*** Opening of The data ***

use std::sync::Arc;
use std::time::Duration;

use anyhow::Result;
use axum::{
    extract::State,
    http::StatusCode,
    response::IntoResponse,
    routing::{get, post},
    Json, Router,
};
use serde::Deserialize;
use tracing::{error, info};

use crate::{
    config::ScanConfig,
    directory::InstanceDirectory,
    inspector::SchemaInspector,
    scanner,
    types::Endpoint,
};

/// Process-wide collaborators for the HTTP entrypoint. The scan itself is
/// stateless: each request builds its own configuration and runs to
/// completion before responding.
#[derive(Clone)]
pub struct AppState {
    pub config: ScanConfig,
    pub directory: Arc<dyn InstanceDirectory>,
    pub inspector: Arc<dyn SchemaInspector>,
}

/// Per-request overrides. Anything omitted falls back to the process config;
/// an inline `endpoints` list bypasses the instance directory entirely.
#[derive(Debug, Deserialize, Default)]
pub struct ScanRequest {
    #[serde(default)]
    pub endpoints: Vec<Endpoint>,
    #[serde(default)]
    pub max_schema_count: Option<i64>,
    #[serde(default)]
    pub host_prefix: Option<String>,
    #[serde(default)]
    pub schema_marker: Option<String>,
    #[serde(default)]
    pub concurrency: Option<usize>,
    #[serde(default)]
    pub timeout_ms: Option<u64>,
}

pub async fn spawn_server(bind: &str, state: AppState) -> Result<()> {
    let app = Router::new()
        .route("/api/healthz", get(get_healthz))
        .route("/api/scan", post(post_scan))
        .with_state(state);

    info!(bind, "serving scan API");
    axum::serve(tokio::net::TcpListener::bind(bind).await?, app).await?;
    Ok(())
}

async fn get_healthz() -> impl IntoResponse {
    (StatusCode::OK, "ok")
}

async fn post_scan(State(app): State<AppState>, Json(req): Json<ScanRequest>) -> impl IntoResponse {
    let mut config = app.config.clone();
    if let Some(max) = req.max_schema_count {
        config.max_schema_count = max;
    }
    if let Some(prefix) = req.host_prefix {
        config.host_prefix = prefix;
    }
    if let Some(marker) = req.schema_marker {
        config.schema_marker = marker;
    }
    if let Some(concurrency) = req.concurrency {
        config.concurrency = concurrency;
    }
    if let Some(ms) = req.timeout_ms {
        config.inspect_timeout = Duration::from_millis(ms);
    }
    if let Err(e) = config.validate() {
        return (StatusCode::BAD_REQUEST, format!("invalid scan request: {e}")).into_response();
    }

    let endpoints = if req.endpoints.is_empty() {
        match app.directory.list_endpoints().await {
            Ok(eps) => eps,
            Err(e) => {
                error!(error = %e, "instance directory unreachable");
                return (StatusCode::BAD_GATEWAY, format!("directory error: {e}")).into_response();
            }
        }
    } else {
        req.endpoints
    };

    match scanner::scan(&endpoints, app.inspector.clone(), &config).await {
        Ok(report) => (StatusCode::OK, Json(report)).into_response(),
        Err(e) => (StatusCode::BAD_REQUEST, format!("invalid scan request: {e}")).into_response(),
    }
}
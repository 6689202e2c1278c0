use anyhow::{bail, Context, Result};
use std::fs;
use std::path::Path;

use crate::types::Endpoint;

/// Parse an endpoints file content into a deduplicated list of endpoints.
///
/// Supported formats per line:
/// - bare host: `db-prod-7.example.internal`
/// - host with port: `db-prod-7.example.internal:5433`
/// - comments: everything after `#` is ignored
/// - whitespace and blank lines are ignored
///
/// Hosts are DNS names; IPv6 address literals (and anything else with more
/// than one colon) are rejected. Duplicate hosts keep their first appearance.
pub fn parse_endpoints_str(s: &str) -> Result<Vec<Endpoint>> {
    let mut out: Vec<Endpoint> = Vec::new();
    let mut seen = std::collections::HashSet::new();

    for (idx, raw_line) in s.lines().enumerate() {
        let line_no = idx + 1;
        let line = raw_line.split('#').next().map(str::trim).unwrap_or("");
        if line.is_empty() {
            continue;
        }

        let (host, port) = match line.rsplit_once(':') {
            Some((h, p)) => {
                let port = parse_port_str(p.trim())
                    .with_context(|| format!("line {line_no}: invalid port: {p}"))?;
                (h.trim(), Some(port))
            }
            None => (line, None),
        };
        if host.is_empty() {
            bail!("line {line_no}: empty host");
        }
        if host.contains(':') {
            bail!("line {line_no}: expected host or host:port, got: {line}");
        }

        if seen.insert(host.to_string()) {
            out.push(Endpoint {
                host: host.to_string(),
                port,
                region: None,
            });
        }
    }

    Ok(out)
}

/// Load an endpoint list from a file path. Errors if the file cannot be read
/// or parsed.
pub fn load_endpoints_from_path(path: impl AsRef<Path>) -> Result<Vec<Endpoint>> {
    let content = fs::read_to_string(path.as_ref())
        .with_context(|| format!("failed to read endpoints file: {}", path.as_ref().display()))?;
    parse_endpoints_str(&content)
}

fn parse_port_str(s: &str) -> Result<u16> {
    let val: u32 = s.parse::<u32>().map_err(|e| anyhow::anyhow!(e))?;
    if val == 0 || val > 65535 {
        bail!("port out of range: {val}");
    }
    Ok(val as u16)
}

#[cfg(test)]
mod tests {
    use super::*;

    #[test]
    fn parse_bare_hosts() {
        let input = "db-a\ndb-b\n   db-c  \n";
        let eps = parse_endpoints_str(input).unwrap();
        let hosts: Vec<_> = eps.iter().map(|e| e.host.as_str()).collect();
        assert_eq!(hosts, vec!["db-a", "db-b", "db-c"]);
        assert!(eps.iter().all(|e| e.port.is_none()));
    }

    #[test]
    fn parse_host_with_port_and_dedup() {
        let input = "db-a:5433\ndb-b\ndb-a\n";
        let eps = parse_endpoints_str(input).unwrap();
        assert_eq!(eps.len(), 2);
        assert_eq!(eps[0].host, "db-a");
        assert_eq!(eps[0].port, Some(5433));
    }

    #[test]
    fn parse_with_comments_and_whitespace() {
        let input = r#"
            # production fleet
            db-prod-1   # primary
            db-prod-2:5433

            # blank lines and spaces should be fine
        "#;
        let eps = parse_endpoints_str(input).unwrap();
        let hosts: Vec<_> = eps.iter().map(|e| e.host.as_str()).collect();
        assert_eq!(hosts, vec!["db-prod-1", "db-prod-2"]);
    }

    #[test]
    fn invalid_port_errors() {
        assert!(parse_endpoints_str("db-a:70000\n").is_err());
        assert!(parse_endpoints_str("db-a:0\n").is_err());
    }

    #[test]
    fn empty_host_errors() {
        assert!(parse_endpoints_str(":5432\n").is_err());
    }

    #[test]
    fn ipv6_literals_rejected() {
        assert!(parse_endpoints_str("::1\n").is_err());
        assert!(parse_endpoints_str("[::1]:5432\n").is_err());
        assert!(parse_endpoints_str("fe80::1:5432\n").is_err());
    }
}
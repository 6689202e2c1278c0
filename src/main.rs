use std::path::PathBuf;
use std::sync::Arc;
use std::time::Duration;

use schema_scan_rs::config::{ConnectionSettings, ScanConfig};
use schema_scan_rs::directory::{HttpDirectory, InstanceDirectory, StaticDirectory};
use schema_scan_rs::inspector::PgCatalogInspector;
use schema_scan_rs::server::{self, AppState};
use schema_scan_rs::types::AggregateReport;
use schema_scan_rs::{endpoints, scanner};
use std::fs::File;

use anyhow::{bail, Result};
use clap::Parser;
use tokio_util::sync::CancellationToken;
use tracing_subscriber::EnvFilter;

/// schema-scan-rs — concurrent tenant-schema capacity scanner for managed Postgres fleets.
#[derive(Debug, Clone, Parser)]
#[command(
    name = "schema-scan-rs",
    version,
    about = "Concurrent tenant-schema capacity scanner for managed Postgres fleets.",
    long_about = None
)]
struct Cli {
    /// Path to an endpoints file (one `host` or `host:port` per line).
    #[arg(long)]
    endpoints: Option<PathBuf>,

    /// Inventory API URL listing database instances. Ignored if --endpoints is set.
    #[arg(long = "directory-url")]
    directory_url: Option<String>,

    /// Region passed to the inventory API.
    #[arg(long)]
    region: Option<String>,

    /// Host prefix marking tenant-hosting instances.
    #[arg(long = "host-prefix", default_value = "db-")]
    host_prefix: String,

    /// Substring marking a schema name as tenant-owned (case-sensitive).
    #[arg(long = "schema-marker", default_value = "dg")]
    schema_marker: String,

    /// Tenant schemas an instance is sized for.
    #[arg(long = "max-schemas", default_value_t = 5)]
    max_schemas: i64,

    /// Max concurrent inspections.
    #[arg(long, default_value_t = 16)]
    concurrency: usize,

    /// Per-endpoint inspection timeout in milliseconds.
    #[arg(long = "timeout-ms", default_value_t = 5000)]
    timeout_ms: u64,

    /// Postgres user for inspection connections.
    #[arg(long = "pg-user", default_value = "postgres")]
    pg_user: String,

    /// Default Postgres port for endpoints without an explicit one.
    #[arg(long = "pg-port", default_value_t = 5432)]
    pg_port: u16,

    /// Database to connect to for catalog introspection.
    #[arg(long = "pg-database", default_value = "postgres")]
    pg_database: String,

    /// Write the report as pretty JSON to this path (optional).
    #[arg(long)]
    output: Option<PathBuf>,

    /// Serve the scan API over HTTP instead of running one scan.
    #[arg(long, default_value_t = false)]
    serve: bool,

    /// Bind address for --serve.
    #[arg(long, default_value = "127.0.0.1:8080")]
    bind: String,
}

#[tokio::main]
async fn main() -> Result<()> {
    tracing_subscriber::fmt()
        .with_env_filter(EnvFilter::from_default_env())
        .init();

    let cli = Cli::parse();

    let config = ScanConfig {
        max_schema_count: cli.max_schemas,
        host_prefix: cli.host_prefix.clone(),
        schema_marker: cli.schema_marker.clone(),
        inspect_timeout: Duration::from_millis(cli.timeout_ms),
        concurrency: cli.concurrency,
    };
    config.validate()?;

    println!("schema-scan-rs configuration:");
    println!(
        "  endpoints    : {}",
        cli.endpoints
            .as_ref()
            .map(|p| p.display().to_string())
            .unwrap_or_else(|| cli
                .directory_url
                .clone()
                .unwrap_or_else(|| "<none>".to_string()))
    );
    println!("  host_prefix  : {}", config.host_prefix);
    println!("  schema_marker: {}", config.schema_marker);
    println!("  max_schemas  : {}", config.max_schema_count);
    println!("  concurrency  : {}", config.concurrency);
    println!("  timeout_ms   : {}", cli.timeout_ms);

    // Password comes from PGPASSWORD; it is never a flag so it cannot leak
    // into shell history or process listings.
    let settings = ConnectionSettings {
        user: cli.pg_user.clone(),
        password: std::env::var("PGPASSWORD").unwrap_or_default(),
        port: cli.pg_port,
        database: cli.pg_database.clone(),
    };
    let inspector = Arc::new(PgCatalogInspector::new(settings));

    let directory: Arc<dyn InstanceDirectory> = if let Some(path) = cli.endpoints.as_ref() {
        Arc::new(StaticDirectory::new(endpoints::load_endpoints_from_path(
            path,
        )?))
    } else if let Some(url) = cli.directory_url.as_deref() {
        Arc::new(HttpDirectory::new(url, cli.region.clone()))
    } else if cli.serve {
        // The API accepts inline endpoint lists, so a serve-only process
        // does not need a directory of its own.
        Arc::new(StaticDirectory::new(Vec::new()))
    } else {
        bail!("either --endpoints or --directory-url is required");
    };

    if cli.serve {
        let state = AppState {
            config,
            directory,
            inspector,
        };
        println!("Scan API starting at http://{} (Ctrl+C to stop)", cli.bind);
        server::spawn_server(&cli.bind, state).await?;
        return Ok(());
    }

    // Ctrl-C turns into a cancellation: the scan returns whatever finished,
    // with the rest recorded as cancelled failures.
    let cancel = CancellationToken::new();
    let cancel_ctrlc = cancel.clone();
    tokio::spawn(async move {
        let _ = tokio::signal::ctrl_c().await;
        cancel_ctrlc.cancel();
    });

    let listed = directory.list_endpoints().await?;
    let report = scanner::scan_with_cancel(&listed, inspector, &config, cancel).await?;

    print_report_table(&report);
    if let Some(path) = cli.output.as_deref() {
        if let Err(e) = write_report_json(path, &report) {
            eprintln!("Failed to write JSON to {}: {}", path.display(), e);
        } else {
            println!("Wrote JSON report to {}", path.display());
        }
    }

    Ok(())
}

fn print_report_table(report: &AggregateReport) {
    let mut host_w = "host".len();
    let mut schemas_w = "schemas".len();
    for r in &report.reports {
        host_w = host_w.max(r.host.len());
        schemas_w = schemas_w.max(r.schemas.join(",").len().min(60));
    }
    let count_w = "count".len();
    let slots_w = "slots".len();

    println!(
        "\nInstances inspected: {} (skipped: {}, failed: {})",
        report.dispatched,
        report.skipped,
        report.failures.len()
    );
    println!(
        "{:<host_w$}  {:>count_w$}  {:>slots_w$}  {:<schemas_w$}",
        "host",
        "count",
        "slots",
        "schemas",
        host_w = host_w,
        count_w = count_w,
        slots_w = slots_w,
        schemas_w = schemas_w
    );
    println!(
        "{:-<host_w$}  {:-<count_w$}  {:-<slots_w$}  {:-<schemas_w$}",
        "",
        "",
        "",
        "",
        host_w = host_w,
        count_w = count_w,
        slots_w = slots_w,
        schemas_w = schemas_w
    );
    for r in &report.reports {
        let mut names = r.schemas.join(",");
        truncate_for_display(&mut names, 60);
        println!(
            "{:<host_w$}  {:>count_w$}  {:>slots_w$}  {:<schemas_w$}",
            r.host,
            r.schema_count,
            r.available_slots,
            names,
            host_w = host_w,
            count_w = count_w,
            slots_w = slots_w,
            schemas_w = schemas_w
        );
    }
    for f in &report.failures {
        eprintln!("failed: {} ({:?}): {}", f.host, f.kind, f.error);
    }
}

/// Truncate to at most `max` bytes without splitting a multibyte character.
fn truncate_for_display(s: &mut String, max: usize) {
    if s.len() <= max {
        return;
    }
    let mut cut = max;
    while !s.is_char_boundary(cut) {
        cut -= 1;
    }
    s.truncate(cut);
}

fn write_report_json(path: &std::path::Path, report: &AggregateReport) -> Result<()> {
    let file = File::create(path)?;
    serde_json::to_writer_pretty(file, report)?;
    Ok(())
}

#[cfg(test)]
mod tests {
    use super::*;

    #[test]
    fn truncation_stops_at_char_boundaries() {
        // "é" straddles the byte budget: byte 60 is mid-character.
        let mut names = format!("{},é_tenant", "a".repeat(58));
        truncate_for_display(&mut names, 60);
        assert!(names.len() <= 60);
        assert!(names.ends_with(','));

        let mut short = String::from("dg_one,dg_two");
        truncate_for_display(&mut short, 60);
        assert_eq!(short, "dg_one,dg_two");

        let mut ascii = "x".repeat(70);
        truncate_for_display(&mut ascii, 60);
        assert_eq!(ascii.len(), 60);
    }
}
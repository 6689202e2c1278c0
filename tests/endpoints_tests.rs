use schema_scan_rs::endpoints::parse_endpoints_str;

#[test]
fn parse_hosts_ports_comments_and_dedup() {
    let input = r#"
        # production fleet
        db-prod-1
        db-prod-2:5433  # replica port
        db-prod-1       # duplicate
        # blank line follows

    "#;

    let eps = parse_endpoints_str(input).expect("parse ok");
    let hosts: Vec<_> = eps.iter().map(|e| e.host.as_str()).collect();
    assert_eq!(hosts, vec!["db-prod-1", "db-prod-2"]);
    assert_eq!(eps[0].port, None);
    assert_eq!(eps[1].port, Some(5433));
}

#[test]
fn invalid_port_rejected() {
    let input = "db-a:0\n"; // invalid: out of range
    assert!(parse_endpoints_str(input).is_err());
}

*** Close of The data ***

If a line in the records contains the string "inspector", copy it out.

    inspector::SchemaInspector,
    pub inspector: Arc<dyn SchemaInspector>,
    match scanner::scan(&endpoints, app.inspector.clone(), &config).await {
use schema_scan_rs::inspector::PgCatalogInspector;
    let inspector = Arc::new(PgCatalogInspector::new(settings));
            inspector,
    let report = scanner::scan_with_cancel(&listed, inspector, &config, cancel).await?;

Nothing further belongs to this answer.